Caiani porta in scena Garcia Lorca

12 Marzo 2019

Appuntamento in teatro venerdì alle 21 con “Nozze di sangue”

CHIETI. La compagnia teatina “Da Grande voglio crescere” torna sul palco del Marrucino. Venerdì alle 21, porta in scena “Nozze di sangue”, dramma in tre atti scritto da Garcia Lorca nel 1932.
La compagnia nasce da un laboratorio teatrale partito nel 1999 all’interno dell’associazione Genitori di via Bosio. Nel corso degli anni, con le diverse rappresentazioni in diversi luoghi, la compagnia ha scoperto il “genius loci”. Vale a dire il concetto secondo cui il luogo della rappresentazione influenza lo spettacolo, tanto da diventare il quarto elemento dopo il testo, gli attori e il regista. È iniziato così un percorso di ricerca di luoghi del nostro territorio e di storie legate a quei luoghi.

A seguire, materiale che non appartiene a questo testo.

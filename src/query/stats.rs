use std::cmp::Ordering;

use serde::Serialize;
use utoipa::ToSchema;

use crate::db::models::Reading;

/// Summary of a window of readings.
///
/// Distance aggregates only consider readings with `distance > 0`; a zero
/// distance is the device's "no reading" sentinel.
#[derive(Debug, Clone, PartialEq, Serialize, ToSchema)]
#[serde(rename_all = "camelCase")]
pub struct Statistics {
    pub total_records: usize,
    pub total_alerts: usize,
    /// Centimetres
    pub min_distance: Option<f64>,
    /// Centimetres
    pub max_distance: Option<f64>,
    /// Centimetres, rounded to one decimal
    pub mean_distance: Option<f64>,
    #[serde(rename = "recordsWithGPS")]
    pub records_with_gps: usize,
    /// e.g. `"62.5%"`; `"0%"` for an empty window
    pub gps_percentage: String,
}

impl Statistics {
    pub fn from_window(window: &[Reading]) -> Self {
        let total_records = window.len();
        let total_alerts = window.iter().filter(|r| r.alert).count();
        let records_with_gps = window.iter().filter(|r| r.has_fix()).count();

        let distances: Vec<f64> = window
            .iter()
            .map(|r| r.distance)
            .filter(|d| *d > 0.0)
            .collect();

        let (min_distance, max_distance, mean_distance) = if distances.is_empty() {
            (None, None, None)
        } else {
            let min = distances.iter().copied().fold(f64::INFINITY, f64::min);
            let max = distances.iter().copied().fold(f64::NEG_INFINITY, f64::max);
            let mean = distances.iter().sum::<f64>() / distances.len() as f64;
            (Some(min), Some(max), Some(round1(mean)))
        };

        let gps_percentage = if total_records == 0 {
            "0%".to_owned()
        } else {
            let pct = round1(records_with_gps as f64 / total_records as f64 * 100.0);
            format!("{pct:.1}%")
        };

        Self {
            total_records,
            total_alerts,
            min_distance,
            max_distance,
            mean_distance,
            records_with_gps,
            gps_percentage,
        }
    }
}

/// Round to one decimal on the exact binary value, ties to even.
///
/// `(v * 10.0).round()` is off on both counts: the multiply itself rounds
/// (0.35 is stored just below the tie but `0.35 * 10.0 == 3.5`), and `round`
/// sends ties away from zero.
fn round1(v: f64) -> f64 {
    if !v.is_finite() {
        return v;
    }
    let bits = v.to_bits();
    let biased = ((bits >> 52) & 0x7ff) as i32;
    let fraction = bits & ((1u64 << 52) - 1);
    let (mantissa, exponent) = if biased == 0 {
        (fraction, -1074)
    } else {
        (fraction | (1u64 << 52), biased - 1075)
    };
    if exponent >= 0 {
        return v;
    }

    // |v| * 10 = (10 * mantissa) / 2^shift exactly; 10 * mantissa < 2^57.
    let shift = exponent.unsigned_abs();
    if shift > 120 {
        return 0.0_f64.copysign(v);
    }
    let numerator = u128::from(mantissa) * 10;
    let whole = numerator >> shift;
    let rest = numerator & ((1u128 << shift) - 1);
    let half = 1u128 << (shift - 1);
    let tenths = match rest.cmp(&half) {
        Ordering::Greater => whole + 1,
        Ordering::Equal => whole + (whole & 1),
        Ordering::Less => whole,
    };
    (tenths as f64 / 10.0).copysign(v)
}

#[cfg(test)]
mod tests {
    use chrono::Utc;

    use super::*;

    fn reading(distance: f64, alert: bool, gps: bool) -> Reading {
        Reading {
            id: 0,
            distance,
            alert,
            latitude: gps.then_some(-34.6),
            longitude: gps.then_some(-58.4),
            satellites: if gps { 6 } else { 0 },
            captured_at: Utc::now(),
        }
    }

    #[test]
    fn empty_window() {
        let s = Statistics::from_window(&[]);
        assert_eq!(s.total_records, 0);
        assert_eq!(s.total_alerts, 0);
        assert_eq!(s.min_distance, None);
        assert_eq!(s.max_distance, None);
        assert_eq!(s.mean_distance, None);
        assert_eq!(s.records_with_gps, 0);
        assert_eq!(s.gps_percentage, "0%");
    }

    #[test]
    fn zero_distance_is_excluded_from_aggregates() {
        let window = [
            reading(0.0, false, false),
            reading(10.0, false, false),
            reading(20.0, true, false),
        ];
        let s = Statistics::from_window(&window);
        assert_eq!(s.total_records, 3);
        assert_eq!(s.total_alerts, 1);
        assert_eq!(s.min_distance, Some(10.0));
        assert_eq!(s.max_distance, Some(20.0));
        assert_eq!(s.mean_distance, Some(15.0));
    }

    #[test]
    fn only_sentinels_leave_aggregates_absent() {
        let s = Statistics::from_window(&[reading(0.0, true, true), reading(-4.0, false, false)]);
        assert_eq!(s.total_records, 2);
        assert_eq!(s.min_distance, None);
        assert_eq!(s.mean_distance, None);
    }

    #[test]
    fn mean_is_rounded_to_one_decimal() {
        let s = Statistics::from_window(&[
            reading(10.0, false, false),
            reading(10.0, false, false),
            reading(11.0, false, false),
        ]);
        // 31 / 3 = 10.333…
        assert_eq!(s.mean_distance, Some(10.3));
    }

    #[test]
    fn mean_ties_round_to_even() {
        // (10.2 + 10.3) / 2 is exactly 10.25.
        let s = Statistics::from_window(&[reading(10.2, false, false), reading(10.3, false, false)]);
        assert_eq!(s.mean_distance, Some(10.2));

        // (0.3 + 0.4) / 2 is stored just below 0.35.
        let s = Statistics::from_window(&[reading(0.3, false, false), reading(0.4, false, false)]);
        assert_eq!(s.mean_distance, Some(0.3));
    }

    #[test]
    fn gps_percentage_ties_round_to_even() {
        let mut window = vec![reading(5.0, false, true)];
        window.extend((0..15).map(|_| reading(5.0, false, false)));
        // 1 / 16 = 6.25%
        assert_eq!(Statistics::from_window(&window).gps_percentage, "6.2%");

        let mut window = vec![reading(5.0, false, true); 3];
        window.extend((0..13).map(|_| reading(5.0, false, false)));
        // 3 / 16 = 18.75%
        assert_eq!(Statistics::from_window(&window).gps_percentage, "18.8%");
    }

    #[test]
    fn round1_uses_the_stored_value() {
        assert_eq!(round1(0.25), 0.2);
        assert_eq!(round1(0.35), 0.3);
        assert_eq!(round1(0.45), 0.5);
        assert_eq!(round1(-10.25), -10.2);
        assert_eq!(round1(2.675), 2.7);
        assert_eq!(round1(15.0), 15.0);
        assert_eq!(round1(1e-300), 0.0);
    }

    #[test]
    fn gps_percentage_is_formatted_with_one_decimal() {
        let s = Statistics::from_window(&[
            reading(5.0, false, true),
            reading(5.0, false, false),
            reading(5.0, false, false),
        ]);
        assert_eq!(s.records_with_gps, 1);
        assert_eq!(s.gps_percentage, "33.3%");

        let all = Statistics::from_window(&[reading(5.0, false, true)]);
        assert_eq!(all.gps_percentage, "100.0%");

        let none = Statistics::from_window(&[reading(5.0, false, false)]);
        assert_eq!(none.gps_percentage, "0.0%");
    }

    #[test]
    fn serializes_with_dashboard_field_names() {
        let v = serde_json::to_value(Statistics::from_window(&[reading(12.0, true, true)])).unwrap();
        assert_eq!(v["totalRecords"], 1);
        assert_eq!(v["totalAlerts"], 1);
        assert_eq!(v["minDistance"], 12.0);
        assert_eq!(v["maxDistance"], 12.0);
        assert_eq!(v["meanDistance"], 12.0);
        assert_eq!(v["recordsWithGPS"], 1);
        assert_eq!(v["gpsPercentage"], "100.0%");
    }
}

E così lo spettacolo “Voci di pietra” è stato ambientato nel sito archeologico di Juvanum, alla Civitella e ai Templi romani, “L’assedio a Chieti” in largo Cremonesi, “Sotto il cielo di Augusto” alla Civitella, “Tenere in serbo la vita - la resistenza di Pizzoferrato” al bosco di Pizzoferrato e “Le lotte del Vomano” al Marrucino. La compagnia, in cerca sempre di nuove sfide, lo scorso anno si è cimentata con la commedia dialettale e ha partecipato, vincendo, alla rassegna dialettale “Aspettando il Premio Marrucino”. Avendo vinto la rassegna, quest’anno può partecipare al Premio Marrucino. Ha deciso di farlo con un classico di Lorca per la regia di Carmela Caiani. In scena ci saranno Roberta Elia (madre dello sposo), Gianluca Di Vincenzo (sposo), Mauro Terregna e Federico Feltrinelli (amici dello sposo), Gemma Chiavaroli (comare), Gianfranco Cesarone (Leonardo), Annalisa Di Credico (moglie di Leonardo), Annamaria Mastrangelo (suocera di Leonardo), Dario Fabrizio (padre della sposa), Brunella Di Miero (sposa), Antonietta Ciarciaglini (domestica), Lola Di Muzio, Antonella De Luca e Cinzia Di Vincenzo (tre parche), Valerio Abate (morte), Raffaella De Thomasis (Luca).